## What you will do
Only one stretch of the listing below is wanted. Begin at the line that has "and key are", stop after the line that has "upload_id, abort_err", and repeat every line in between exactly.

-*-*-

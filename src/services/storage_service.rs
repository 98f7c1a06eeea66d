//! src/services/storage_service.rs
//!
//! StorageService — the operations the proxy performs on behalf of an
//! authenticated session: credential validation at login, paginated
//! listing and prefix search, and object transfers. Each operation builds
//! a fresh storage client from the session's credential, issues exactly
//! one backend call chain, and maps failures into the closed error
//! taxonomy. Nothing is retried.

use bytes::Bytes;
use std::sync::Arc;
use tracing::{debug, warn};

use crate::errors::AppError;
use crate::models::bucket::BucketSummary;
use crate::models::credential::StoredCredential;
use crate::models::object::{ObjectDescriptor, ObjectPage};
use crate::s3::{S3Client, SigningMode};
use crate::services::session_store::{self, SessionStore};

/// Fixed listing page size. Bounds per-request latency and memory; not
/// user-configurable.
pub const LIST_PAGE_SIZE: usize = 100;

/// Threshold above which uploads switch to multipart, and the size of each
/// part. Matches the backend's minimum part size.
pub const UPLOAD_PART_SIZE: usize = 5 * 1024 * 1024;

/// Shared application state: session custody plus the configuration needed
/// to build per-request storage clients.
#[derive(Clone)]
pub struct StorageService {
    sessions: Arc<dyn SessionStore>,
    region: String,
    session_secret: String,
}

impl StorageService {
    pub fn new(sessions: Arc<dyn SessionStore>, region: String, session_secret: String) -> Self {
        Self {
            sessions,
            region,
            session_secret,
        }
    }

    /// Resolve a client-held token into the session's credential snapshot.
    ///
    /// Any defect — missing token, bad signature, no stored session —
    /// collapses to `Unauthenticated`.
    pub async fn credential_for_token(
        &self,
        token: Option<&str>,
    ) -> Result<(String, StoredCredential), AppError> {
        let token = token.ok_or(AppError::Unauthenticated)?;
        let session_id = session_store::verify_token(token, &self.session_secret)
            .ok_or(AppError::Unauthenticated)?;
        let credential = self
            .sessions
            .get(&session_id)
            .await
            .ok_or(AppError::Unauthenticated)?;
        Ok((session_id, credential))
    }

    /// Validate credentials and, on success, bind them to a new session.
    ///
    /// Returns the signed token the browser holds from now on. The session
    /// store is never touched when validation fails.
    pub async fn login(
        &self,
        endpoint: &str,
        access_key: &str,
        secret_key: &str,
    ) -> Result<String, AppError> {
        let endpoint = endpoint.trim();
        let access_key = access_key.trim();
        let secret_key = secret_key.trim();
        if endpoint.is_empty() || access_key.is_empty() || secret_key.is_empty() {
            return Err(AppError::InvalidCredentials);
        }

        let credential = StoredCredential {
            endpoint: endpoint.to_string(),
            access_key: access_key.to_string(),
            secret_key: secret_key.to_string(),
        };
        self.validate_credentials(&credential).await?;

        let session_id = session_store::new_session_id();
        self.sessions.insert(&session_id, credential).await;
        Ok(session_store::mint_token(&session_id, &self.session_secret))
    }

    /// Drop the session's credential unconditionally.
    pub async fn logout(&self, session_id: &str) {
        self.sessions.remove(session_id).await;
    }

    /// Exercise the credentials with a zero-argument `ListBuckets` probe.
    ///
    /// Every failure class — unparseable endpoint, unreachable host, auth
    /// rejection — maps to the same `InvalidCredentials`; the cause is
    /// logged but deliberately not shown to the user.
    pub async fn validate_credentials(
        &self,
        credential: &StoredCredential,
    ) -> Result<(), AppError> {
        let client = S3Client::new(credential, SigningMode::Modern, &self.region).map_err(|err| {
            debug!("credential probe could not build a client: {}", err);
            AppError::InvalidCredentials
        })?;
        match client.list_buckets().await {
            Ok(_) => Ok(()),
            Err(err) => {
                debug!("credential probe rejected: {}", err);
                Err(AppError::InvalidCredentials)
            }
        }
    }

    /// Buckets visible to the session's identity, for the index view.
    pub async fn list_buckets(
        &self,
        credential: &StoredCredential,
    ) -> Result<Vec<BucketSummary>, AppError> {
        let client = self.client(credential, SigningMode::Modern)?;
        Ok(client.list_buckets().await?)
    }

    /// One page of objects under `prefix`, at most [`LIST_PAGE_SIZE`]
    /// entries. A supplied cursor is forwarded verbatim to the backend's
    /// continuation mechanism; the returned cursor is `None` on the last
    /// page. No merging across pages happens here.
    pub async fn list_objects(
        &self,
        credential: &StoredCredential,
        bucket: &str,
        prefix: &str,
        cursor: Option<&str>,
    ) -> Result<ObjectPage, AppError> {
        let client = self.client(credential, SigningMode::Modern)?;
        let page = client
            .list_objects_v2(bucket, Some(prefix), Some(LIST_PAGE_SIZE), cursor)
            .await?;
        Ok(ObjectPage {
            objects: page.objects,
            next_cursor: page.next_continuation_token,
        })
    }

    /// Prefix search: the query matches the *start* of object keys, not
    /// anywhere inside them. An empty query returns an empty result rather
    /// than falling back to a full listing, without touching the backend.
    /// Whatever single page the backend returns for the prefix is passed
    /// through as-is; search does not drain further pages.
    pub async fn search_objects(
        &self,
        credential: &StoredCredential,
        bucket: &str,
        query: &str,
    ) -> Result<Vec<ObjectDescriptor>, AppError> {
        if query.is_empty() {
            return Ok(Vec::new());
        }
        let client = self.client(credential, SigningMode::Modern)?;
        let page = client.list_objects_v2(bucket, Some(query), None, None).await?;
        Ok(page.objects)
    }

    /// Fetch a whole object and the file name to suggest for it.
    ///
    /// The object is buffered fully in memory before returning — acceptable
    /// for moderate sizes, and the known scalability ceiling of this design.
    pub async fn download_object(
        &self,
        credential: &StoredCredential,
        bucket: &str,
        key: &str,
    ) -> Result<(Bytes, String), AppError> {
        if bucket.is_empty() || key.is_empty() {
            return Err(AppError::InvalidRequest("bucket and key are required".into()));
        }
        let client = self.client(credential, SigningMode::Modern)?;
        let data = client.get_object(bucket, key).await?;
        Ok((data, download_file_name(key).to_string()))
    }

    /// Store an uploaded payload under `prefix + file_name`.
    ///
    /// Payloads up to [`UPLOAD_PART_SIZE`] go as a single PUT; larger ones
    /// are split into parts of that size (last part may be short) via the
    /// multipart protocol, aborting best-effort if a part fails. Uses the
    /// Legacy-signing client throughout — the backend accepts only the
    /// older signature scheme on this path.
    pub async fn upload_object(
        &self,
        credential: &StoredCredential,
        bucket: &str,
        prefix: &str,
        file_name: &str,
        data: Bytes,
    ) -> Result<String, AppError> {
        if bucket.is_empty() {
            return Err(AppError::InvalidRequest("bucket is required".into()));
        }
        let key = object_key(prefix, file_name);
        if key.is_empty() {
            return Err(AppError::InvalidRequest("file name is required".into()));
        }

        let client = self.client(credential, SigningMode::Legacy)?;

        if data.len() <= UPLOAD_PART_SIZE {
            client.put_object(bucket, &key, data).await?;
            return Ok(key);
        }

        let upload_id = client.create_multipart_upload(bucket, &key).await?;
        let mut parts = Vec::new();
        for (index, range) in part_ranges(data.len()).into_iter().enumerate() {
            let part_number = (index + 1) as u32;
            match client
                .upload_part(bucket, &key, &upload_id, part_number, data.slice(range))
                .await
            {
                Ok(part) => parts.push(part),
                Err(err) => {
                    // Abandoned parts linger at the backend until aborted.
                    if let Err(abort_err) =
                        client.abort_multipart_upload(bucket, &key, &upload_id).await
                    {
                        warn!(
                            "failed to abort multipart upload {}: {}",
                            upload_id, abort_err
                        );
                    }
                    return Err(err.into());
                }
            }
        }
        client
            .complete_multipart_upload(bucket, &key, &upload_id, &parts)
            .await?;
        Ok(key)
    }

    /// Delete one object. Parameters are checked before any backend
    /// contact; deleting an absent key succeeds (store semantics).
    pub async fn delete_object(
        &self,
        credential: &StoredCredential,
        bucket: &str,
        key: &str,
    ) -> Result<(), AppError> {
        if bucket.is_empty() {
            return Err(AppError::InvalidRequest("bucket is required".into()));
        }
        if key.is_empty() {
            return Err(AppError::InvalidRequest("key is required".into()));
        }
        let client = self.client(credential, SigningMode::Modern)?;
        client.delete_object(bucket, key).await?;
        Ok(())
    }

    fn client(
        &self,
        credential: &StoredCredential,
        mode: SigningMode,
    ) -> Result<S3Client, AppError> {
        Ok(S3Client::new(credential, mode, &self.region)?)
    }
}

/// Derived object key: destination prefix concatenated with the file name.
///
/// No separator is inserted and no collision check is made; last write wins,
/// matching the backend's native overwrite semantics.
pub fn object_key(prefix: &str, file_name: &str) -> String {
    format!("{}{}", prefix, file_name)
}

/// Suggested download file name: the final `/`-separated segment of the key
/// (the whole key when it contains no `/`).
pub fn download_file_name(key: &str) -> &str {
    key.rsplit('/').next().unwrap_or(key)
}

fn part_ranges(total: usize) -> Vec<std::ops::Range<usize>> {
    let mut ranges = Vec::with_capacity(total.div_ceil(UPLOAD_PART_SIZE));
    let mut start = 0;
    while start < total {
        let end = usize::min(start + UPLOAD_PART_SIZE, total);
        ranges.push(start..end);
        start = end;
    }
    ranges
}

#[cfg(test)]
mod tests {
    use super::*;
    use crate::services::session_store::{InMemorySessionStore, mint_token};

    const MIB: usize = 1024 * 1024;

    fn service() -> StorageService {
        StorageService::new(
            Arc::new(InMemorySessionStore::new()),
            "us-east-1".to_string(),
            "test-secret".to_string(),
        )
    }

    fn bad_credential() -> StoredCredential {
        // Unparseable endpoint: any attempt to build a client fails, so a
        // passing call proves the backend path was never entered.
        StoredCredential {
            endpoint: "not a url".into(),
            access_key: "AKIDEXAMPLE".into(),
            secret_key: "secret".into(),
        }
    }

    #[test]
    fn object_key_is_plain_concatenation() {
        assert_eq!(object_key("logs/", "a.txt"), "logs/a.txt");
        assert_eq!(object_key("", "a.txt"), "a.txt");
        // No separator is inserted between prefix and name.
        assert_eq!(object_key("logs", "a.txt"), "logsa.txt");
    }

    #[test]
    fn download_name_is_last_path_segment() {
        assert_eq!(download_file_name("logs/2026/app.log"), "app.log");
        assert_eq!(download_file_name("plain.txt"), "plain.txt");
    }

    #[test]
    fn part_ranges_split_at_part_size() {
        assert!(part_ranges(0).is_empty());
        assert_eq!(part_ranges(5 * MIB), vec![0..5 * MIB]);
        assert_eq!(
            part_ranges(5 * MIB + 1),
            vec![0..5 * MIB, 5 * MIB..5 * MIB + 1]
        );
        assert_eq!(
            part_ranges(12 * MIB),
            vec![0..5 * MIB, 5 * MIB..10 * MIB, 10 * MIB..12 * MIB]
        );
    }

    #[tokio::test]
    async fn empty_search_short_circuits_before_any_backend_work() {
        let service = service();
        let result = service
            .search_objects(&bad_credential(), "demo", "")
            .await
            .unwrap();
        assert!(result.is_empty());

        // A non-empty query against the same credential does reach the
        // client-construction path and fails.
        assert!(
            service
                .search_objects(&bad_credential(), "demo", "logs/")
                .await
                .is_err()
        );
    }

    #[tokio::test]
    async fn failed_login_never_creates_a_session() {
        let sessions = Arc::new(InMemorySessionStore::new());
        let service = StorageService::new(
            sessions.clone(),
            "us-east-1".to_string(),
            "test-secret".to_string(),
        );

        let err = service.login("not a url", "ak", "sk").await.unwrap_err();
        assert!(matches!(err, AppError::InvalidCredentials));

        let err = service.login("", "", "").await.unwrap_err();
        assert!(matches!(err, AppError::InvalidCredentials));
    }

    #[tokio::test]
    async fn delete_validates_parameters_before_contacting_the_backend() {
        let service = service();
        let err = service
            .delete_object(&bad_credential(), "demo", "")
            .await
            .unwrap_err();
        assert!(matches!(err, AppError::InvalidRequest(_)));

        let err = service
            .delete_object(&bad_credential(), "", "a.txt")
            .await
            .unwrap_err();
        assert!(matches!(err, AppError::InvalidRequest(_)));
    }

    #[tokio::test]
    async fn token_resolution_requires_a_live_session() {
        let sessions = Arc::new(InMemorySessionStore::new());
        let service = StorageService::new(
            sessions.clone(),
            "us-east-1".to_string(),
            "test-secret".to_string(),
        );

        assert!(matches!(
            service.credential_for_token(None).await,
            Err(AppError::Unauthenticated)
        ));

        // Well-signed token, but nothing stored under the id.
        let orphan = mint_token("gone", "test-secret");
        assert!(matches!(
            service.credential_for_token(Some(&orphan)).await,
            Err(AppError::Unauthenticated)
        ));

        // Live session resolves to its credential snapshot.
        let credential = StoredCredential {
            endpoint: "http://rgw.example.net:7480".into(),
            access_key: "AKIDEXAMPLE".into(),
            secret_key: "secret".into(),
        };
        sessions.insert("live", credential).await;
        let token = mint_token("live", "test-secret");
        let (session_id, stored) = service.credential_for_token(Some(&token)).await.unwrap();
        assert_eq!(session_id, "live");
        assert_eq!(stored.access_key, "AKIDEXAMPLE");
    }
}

-*-*-

## Result of this exercise
            return Err(AppError::InvalidRequest("bucket and key are required".into()));
        }
        let client = self.client(credential, SigningMode::Modern)?;
        let data = client.get_object(bucket, key).await?;
        Ok((data, download_file_name(key).to_string()))
    }

    /// Store an uploaded payload under `prefix + file_name`.
    ///
    /// Payloads up to [`UPLOAD_PART_SIZE`] go as a single PUT; larger ones
    /// are split into parts of that size (last part may be short) via the
    /// multipart protocol, aborting best-effort if a part fails. Uses the
    /// Legacy-signing client throughout — the backend accepts only the
    /// older signature scheme on this path.
    pub async fn upload_object(
        &self,
        credential: &StoredCredential,
        bucket: &str,
        prefix: &str,
        file_name: &str,
        data: Bytes,
    ) -> Result<String, AppError> {
        if bucket.is_empty() {
            return Err(AppError::InvalidRequest("bucket is required".into()));
        }
        let key = object_key(prefix, file_name);
        if key.is_empty() {
            return Err(AppError::InvalidRequest("file name is required".into()));
        }

        let client = self.client(credential, SigningMode::Legacy)?;

        if data.len() <= UPLOAD_PART_SIZE {
            client.put_object(bucket, &key, data).await?;
            return Ok(key);
        }

        let upload_id = client.create_multipart_upload(bucket, &key).await?;
        let mut parts = Vec::new();
        for (index, range) in part_ranges(data.len()).into_iter().enumerate() {
            let part_number = (index + 1) as u32;
            match client
                .upload_part(bucket, &key, &upload_id, part_number, data.slice(range))
                .await
            {
                Ok(part) => parts.push(part),
                Err(err) => {
                    // Abandoned parts linger at the backend until aborted.
                    if let Err(abort_err) =
                        client.abort_multipart_upload(bucket, &key, &upload_id).await
                    {
                        warn!(
                            "failed to abort multipart upload {}: {}",
                            upload_id, abort_err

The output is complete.